# [REQUIREMENT]
If a line in the material below has the word "MemoryStore", copy it.

# [EXERCISE DATA]
----------------------------------------
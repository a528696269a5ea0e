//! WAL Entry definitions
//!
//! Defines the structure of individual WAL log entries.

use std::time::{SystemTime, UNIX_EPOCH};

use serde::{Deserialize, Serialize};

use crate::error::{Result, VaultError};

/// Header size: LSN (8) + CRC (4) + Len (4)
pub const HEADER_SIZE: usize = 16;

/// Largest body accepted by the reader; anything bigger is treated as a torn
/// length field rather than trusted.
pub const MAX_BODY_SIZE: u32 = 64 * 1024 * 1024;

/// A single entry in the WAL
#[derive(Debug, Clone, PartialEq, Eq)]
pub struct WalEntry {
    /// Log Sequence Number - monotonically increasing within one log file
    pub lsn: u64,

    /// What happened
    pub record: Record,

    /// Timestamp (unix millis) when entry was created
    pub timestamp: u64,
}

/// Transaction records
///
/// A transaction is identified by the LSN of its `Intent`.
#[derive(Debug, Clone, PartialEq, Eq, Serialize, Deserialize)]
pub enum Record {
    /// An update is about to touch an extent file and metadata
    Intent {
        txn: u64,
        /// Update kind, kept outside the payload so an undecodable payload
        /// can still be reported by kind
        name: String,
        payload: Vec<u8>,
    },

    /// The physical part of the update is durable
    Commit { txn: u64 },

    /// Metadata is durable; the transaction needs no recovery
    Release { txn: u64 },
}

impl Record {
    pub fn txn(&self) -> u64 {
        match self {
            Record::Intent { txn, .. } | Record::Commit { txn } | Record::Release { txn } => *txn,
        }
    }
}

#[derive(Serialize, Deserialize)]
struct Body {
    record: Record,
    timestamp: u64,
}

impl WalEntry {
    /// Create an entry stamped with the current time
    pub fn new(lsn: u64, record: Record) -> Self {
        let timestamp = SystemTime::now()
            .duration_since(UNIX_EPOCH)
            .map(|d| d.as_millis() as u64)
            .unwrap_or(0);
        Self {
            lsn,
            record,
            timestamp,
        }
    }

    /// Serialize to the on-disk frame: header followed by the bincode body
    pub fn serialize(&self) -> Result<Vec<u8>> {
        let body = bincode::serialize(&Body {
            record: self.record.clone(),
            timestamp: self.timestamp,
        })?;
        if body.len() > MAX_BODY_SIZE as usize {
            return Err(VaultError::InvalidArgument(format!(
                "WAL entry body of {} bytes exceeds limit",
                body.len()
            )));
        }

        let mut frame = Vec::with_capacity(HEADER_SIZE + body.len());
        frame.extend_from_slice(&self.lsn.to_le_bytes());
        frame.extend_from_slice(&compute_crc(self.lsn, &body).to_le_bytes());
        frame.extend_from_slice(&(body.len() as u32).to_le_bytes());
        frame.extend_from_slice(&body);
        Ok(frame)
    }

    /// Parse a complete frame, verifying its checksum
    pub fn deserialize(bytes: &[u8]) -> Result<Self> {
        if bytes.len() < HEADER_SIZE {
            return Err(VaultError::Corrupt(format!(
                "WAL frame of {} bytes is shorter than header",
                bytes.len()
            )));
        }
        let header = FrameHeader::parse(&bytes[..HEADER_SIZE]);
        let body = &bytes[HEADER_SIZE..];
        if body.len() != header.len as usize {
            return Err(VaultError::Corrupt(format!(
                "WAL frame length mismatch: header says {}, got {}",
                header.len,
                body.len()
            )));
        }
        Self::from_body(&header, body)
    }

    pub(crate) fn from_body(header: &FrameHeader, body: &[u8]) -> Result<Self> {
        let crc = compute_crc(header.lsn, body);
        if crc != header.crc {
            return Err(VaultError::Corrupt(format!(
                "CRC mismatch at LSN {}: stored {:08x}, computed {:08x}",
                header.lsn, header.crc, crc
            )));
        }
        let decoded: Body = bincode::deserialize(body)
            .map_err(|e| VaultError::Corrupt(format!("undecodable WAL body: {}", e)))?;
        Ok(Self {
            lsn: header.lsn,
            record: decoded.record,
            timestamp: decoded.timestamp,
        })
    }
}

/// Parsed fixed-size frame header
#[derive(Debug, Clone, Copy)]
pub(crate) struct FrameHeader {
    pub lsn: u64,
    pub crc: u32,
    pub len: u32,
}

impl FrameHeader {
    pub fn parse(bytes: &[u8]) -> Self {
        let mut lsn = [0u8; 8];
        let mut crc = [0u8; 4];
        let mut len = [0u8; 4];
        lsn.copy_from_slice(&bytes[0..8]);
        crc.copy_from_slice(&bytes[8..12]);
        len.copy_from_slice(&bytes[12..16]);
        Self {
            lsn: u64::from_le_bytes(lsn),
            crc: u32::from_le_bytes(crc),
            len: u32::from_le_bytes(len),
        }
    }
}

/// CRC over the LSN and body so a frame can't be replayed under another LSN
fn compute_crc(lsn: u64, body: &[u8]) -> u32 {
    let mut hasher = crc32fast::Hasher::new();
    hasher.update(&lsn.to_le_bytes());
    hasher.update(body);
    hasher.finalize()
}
----------------------------------------
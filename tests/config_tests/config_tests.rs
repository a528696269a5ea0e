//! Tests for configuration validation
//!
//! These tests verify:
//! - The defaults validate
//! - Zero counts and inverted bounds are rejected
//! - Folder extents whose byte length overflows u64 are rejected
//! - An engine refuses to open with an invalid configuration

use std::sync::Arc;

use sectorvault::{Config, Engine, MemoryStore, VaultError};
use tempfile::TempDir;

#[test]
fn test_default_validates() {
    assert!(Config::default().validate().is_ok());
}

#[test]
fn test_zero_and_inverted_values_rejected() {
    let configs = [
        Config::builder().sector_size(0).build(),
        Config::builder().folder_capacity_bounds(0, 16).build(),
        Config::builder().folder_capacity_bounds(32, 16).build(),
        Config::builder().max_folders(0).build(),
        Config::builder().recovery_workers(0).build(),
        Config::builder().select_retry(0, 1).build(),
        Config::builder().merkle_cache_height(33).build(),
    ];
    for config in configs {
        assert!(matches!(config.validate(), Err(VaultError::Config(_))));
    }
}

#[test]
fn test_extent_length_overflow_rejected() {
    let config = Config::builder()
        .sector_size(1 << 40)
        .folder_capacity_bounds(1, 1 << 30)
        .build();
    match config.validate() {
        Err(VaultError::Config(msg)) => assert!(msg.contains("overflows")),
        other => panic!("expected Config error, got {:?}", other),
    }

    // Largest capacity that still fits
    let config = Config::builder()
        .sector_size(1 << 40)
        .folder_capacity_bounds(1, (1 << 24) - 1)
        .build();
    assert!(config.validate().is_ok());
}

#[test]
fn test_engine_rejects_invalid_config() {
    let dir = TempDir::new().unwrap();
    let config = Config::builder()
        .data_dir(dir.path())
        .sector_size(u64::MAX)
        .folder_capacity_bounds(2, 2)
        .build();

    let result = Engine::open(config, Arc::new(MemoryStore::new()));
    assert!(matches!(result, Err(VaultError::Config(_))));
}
----------------------------------------
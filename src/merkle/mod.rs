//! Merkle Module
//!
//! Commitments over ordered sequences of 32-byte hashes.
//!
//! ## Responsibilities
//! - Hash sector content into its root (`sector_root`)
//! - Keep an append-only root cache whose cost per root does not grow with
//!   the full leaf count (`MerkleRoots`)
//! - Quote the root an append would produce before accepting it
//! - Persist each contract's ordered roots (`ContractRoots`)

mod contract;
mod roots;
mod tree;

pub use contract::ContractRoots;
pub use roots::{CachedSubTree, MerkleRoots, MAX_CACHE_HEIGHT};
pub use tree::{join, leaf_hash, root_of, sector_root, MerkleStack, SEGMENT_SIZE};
----------------------------------------
# [SOLUTION TO THIS EXERCISE]
use sectorvault::{Config, Engine, MemoryStore, VaultError};
    let result = Engine::open(config, Arc::new(MemoryStore::new()));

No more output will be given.